(Reuters) – Chinese refining giant Sinopec Corp reported on Sunday a 20.1% fall in interim net profit for the first half of the year compared with the year-ago period, to 35.11 billion yuan ($4.82 billion), on lower crude prices despite higher refinery output and growth in fuel sales.
Sinopec, the world’s largest refiner by capacity, reported revenues of 1.59 trillion yuan for the six months, down 1.1% from the year earlier level.
During the period, Sinopec processed a total of 126.54 million metric tons of crude oil, up 4.8% versus a year ago, and its refined fuel sales rose 18.5%, to 116.6 million tons, the company said in a stock filing.
Domestic fuel demand extended recovery in the second quarter after a 6.7% year-on-year increase in the first three months, led by gasoline and aviation fuel as people travelled more.
Demand for diesel fuel, however, remained under pressure from an ailing property sector and as weakening merchandise exports curbed trucking.
Chinese refiners overall benefited from cheap crude oil supplies from Iran, Venezuela and Russia, as Western sanctions forced those producers to sell oil at deep discounts to keep revenue flowing.
Although state majors have shied away from Iranian and Venezuelan oil, Sinopec has been taking in Russian supplies, traders have said.
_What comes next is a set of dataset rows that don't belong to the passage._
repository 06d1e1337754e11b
pub mod database;
pub mod seed;
pub mod storage;
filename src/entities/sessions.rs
use sea_orm::entity::prelude::*;
use serde::{Deserialize, Serialize};

#[derive(Clone, Debug, PartialEq, Eq, DeriveEntityModel, Serialize, Deserialize)]
#[sea_orm(table_name = "sessions")]
pub struct Model {
    /// Matches the `jti` claim of the session token
    #[sea_orm(primary_key, auto_increment = false)]
    pub id: String,
    pub user_id: String,
    pub created_at: DateTimeUtc,
    pub expires_at: DateTimeUtc,
}

#[derive(Copy, Clone, Debug, EnumIter, DeriveRelation)]
pub enum Relation {
    #[sea_orm(
        belongs_to = "super::users::Entity",
        from = "Column::UserId",
        to = "super::users::Column::Id",
        on_update = "Cascade",
        on_delete = "Cascade"
    )]
    Users,
}

impl Related<super::users::Entity> for Entity {
    fn to() -> RelationDef {
        Relation::Users.def()
    }
}

impl ActiveModelBehavior for ActiveModel {}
Sinopec produced 139.68 million barrels of crude oil during the six months, up 0.02% year on year, while its natural gas output gained 7.6% to 660.88 billion cubic feet.
The company’s refining margin was 354 yuan ($48.57) per ton in the first half of this year, down 33.6% from a year earlier, it said.
Capital expenditure for the half-year came in at 74.67 billion yuan, versus 64.65 billion yuan a year earlier.
Sinopec has been stepping up exploring geologically more challenging reserves, like the Bazhong tight gas field and more shale gas acreage in Sichuan.
Its Hong Kong-listed shares have risen 14.4% year-to-date, outperforming Hang Seng Index which has fallen 10.9% during the period.